Marilhia C Cornejo Leon, Nariman Noorbakhsh-Sabet
Abstract
Open AccessHashimoto's encephalopathy (HE) encompasses an umbrella of symptoms, including cognitive decline, seizures, neurological focal deficits, stroke, psychosis, dementia, and coma. Its pathogenesis is not clear, nor is its mechanism by which it causes strokes. A 56-year-old African American female with nodular thyroid disease presented with subacute encephalopathy, amnesia, and bilateral symmetric cerebral watershed strokes in the setting of elevated antithyroid antibodies that clinically improved after immunotherapy. This is a rare reported case of possible autoimmune thyroiditis (AT) presenting with watershed strokes. Thyroid disorders are a risk factor for cerebrovascular disease. Autoimmune thyroiditis increases the risk of stroke in patients with hypothyroid AT due to the higher frequency of atrial fibrillation, large artery atherosclerosis, and hypertension. The pathogenesis of HE is uncertain, but it is believed that it could be autoimmune, vasculitis, and/or hypoperfusion-related.
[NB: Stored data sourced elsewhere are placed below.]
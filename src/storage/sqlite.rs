//! SQLite storage implementation
//!
//! This module provides a SQLite-backed implementation of both storage
//! collaborators. The connection sits behind a mutex so that concurrent
//! workers serialize their writes.

use crate::state::ScheduleState;
use crate::storage::schema::initialize_schema;
use crate::storage::traits::{PersistenceGateway, StateStore, StorageResult};
use crate::storage::Record;
use chrono::Utc;
use rusqlite::{params, Connection, OptionalExtension};
use std::path::Path;
use std::sync::{Mutex, MutexGuard, PoisonError};

/// SQLite storage backend
pub struct SqliteStorage {
    conn: Mutex<Connection>,
}

impl SqliteStorage {
    /// Creates a new SqliteStorage instance
    ///
    /// # Arguments
    ///
    /// * `path` - Path to the SQLite database file
    ///
    /// # Returns
    ///
    /// * `Ok(SqliteStorage)` - Successfully opened/created database
    /// * `Err(StorageError)` - Failed to open database
    pub fn new(path: &Path) -> StorageResult<Self> {
        let conn = Connection::open(path)?;

        conn.execute_batch(
            "
            PRAGMA journal_mode = WAL;
            PRAGMA synchronous = NORMAL;
            PRAGMA temp_store = MEMORY;
        ",
        )?;

        initialize_schema(&conn)?;

        Ok(Self {
            conn: Mutex::new(conn),
        })
    }

    /// Creates an in-memory database
    pub fn new_in_memory() -> StorageResult<Self> {
        let conn = Connection::open_in_memory()?;
        initialize_schema(&conn)?;
        Ok(Self {
            conn: Mutex::new(conn),
        })
    }

    fn conn(&self) -> MutexGuard<'_, Connection> {
        self.conn.lock().unwrap_or_else(PoisonError::into_inner)
    }

    /// Counts the records stored for a target
    pub fn count_records(&self, target_key: &str) -> StorageResult<u64> {
        let count: i64 = self.conn().query_row(
            "SELECT COUNT(*) FROM records WHERE target_key = ?1",
            params![target_key],
            |row| row.get(0),
        )?;
        Ok(count as u64)
    }

    /// Loads one stored record by id
    pub fn get_record(&self, target_key: &str, item_id: &str) -> StorageResult<Option<Record>> {
        let payload: Option<String> = self
            .conn()
            .query_row(
                "SELECT payload FROM records WHERE target_key = ?1 AND item_id = ?2",
                params![target_key, item_id],
                |row| row.get(0),
            )
            .optional()?;

        payload
            .map(|payload| {
                Ok(Record {
                    id: item_id.to_string(),
                    payload: serde_json::from_str(&payload)?,
                })
            })
            .transpose()
    }

    /// Lists every target that has a snapshot, with its status and unique count
    pub fn list_targets(&self) -> StorageResult<Vec<(String, String, u64)>> {
        let conn = self.conn();
        let mut stmt = conn.prepare(
            "SELECT target_key, status, total_unique FROM schedule_states ORDER BY target_key",
        )?;

        let rows = stmt
            .query_map([], |row| {
                Ok((
                    row.get::<_, String>(0)?,
                    row.get::<_, String>(1)?,
                    row.get::<_, i64>(2)? as u64,
                ))
            })?
            .collect::<Result<Vec<_>, _>>()?;

        Ok(rows)
    }
}

impl PersistenceGateway for SqliteStorage {
    fn save_batch(&self, target_key: &str, records: &[Record]) -> StorageResult<()> {
        if records.is_empty() {
            return Ok(());
        }

        let now = Utc::now().to_rfc3339();
        let mut conn = self.conn();
        let tx = conn.transaction()?;
        {
            let mut stmt = tx.prepare(
                "INSERT INTO records (target_key, item_id, payload, first_seen_at, updated_at)
                 VALUES (?1, ?2, ?3, ?4, ?4)
                 ON CONFLICT(target_key, item_id)
                 DO UPDATE SET payload = excluded.payload, updated_at = excluded.updated_at",
            )?;

            for record in records {
                let payload = serde_json::to_string(&record.payload)?;
                stmt.execute(params![target_key, record.id, payload, now])?;
            }
        }
        tx.commit()?;

        Ok(())
    }
}

impl StateStore for SqliteStorage {
    fn load(&self, target_key: &str) -> StorageResult<Option<ScheduleState>> {
        let json: Option<String> = self
            .conn()
            .query_row(
                "SELECT state_json FROM schedule_states WHERE target_key = ?1",
                params![target_key],
                |row| row.get(0),
            )
            .optional()?;

        match json {
            Some(json) => Ok(Some(serde_json::from_str(&json)?)),
            None => Ok(None),
        }
    }

    fn save(&self, target_key: &str, state: &ScheduleState) -> StorageResult<()> {
        let json = serde_json::to_string(state)?;
        let reason = state.reason.map(|r| r.as_str());

        self.conn().execute(
            "INSERT OR REPLACE INTO schedule_states
             (target_key, status, reason, total_unique, state_json, updated_at)
             VALUES (?1, ?2, ?3, ?4, ?5, ?6)",
            params![
                target_key,
                state.status.to_db_string(),
                reason,
                state.total_unique as i64,
                json,
                state.updated_at.to_rfc3339(),
            ],
        )?;

        Ok(())
    }
}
Our patient had three episodes of hypotension, raising concern for global cerebral hypoperfusion due to the microvascular disruption that takes place in HE. HE has a low prevalence but good response to steroids. Considering it as a differential diagnosis in cases of thyroid disease and acute stroke is crucial to promptly make a diagnosis and start treatment.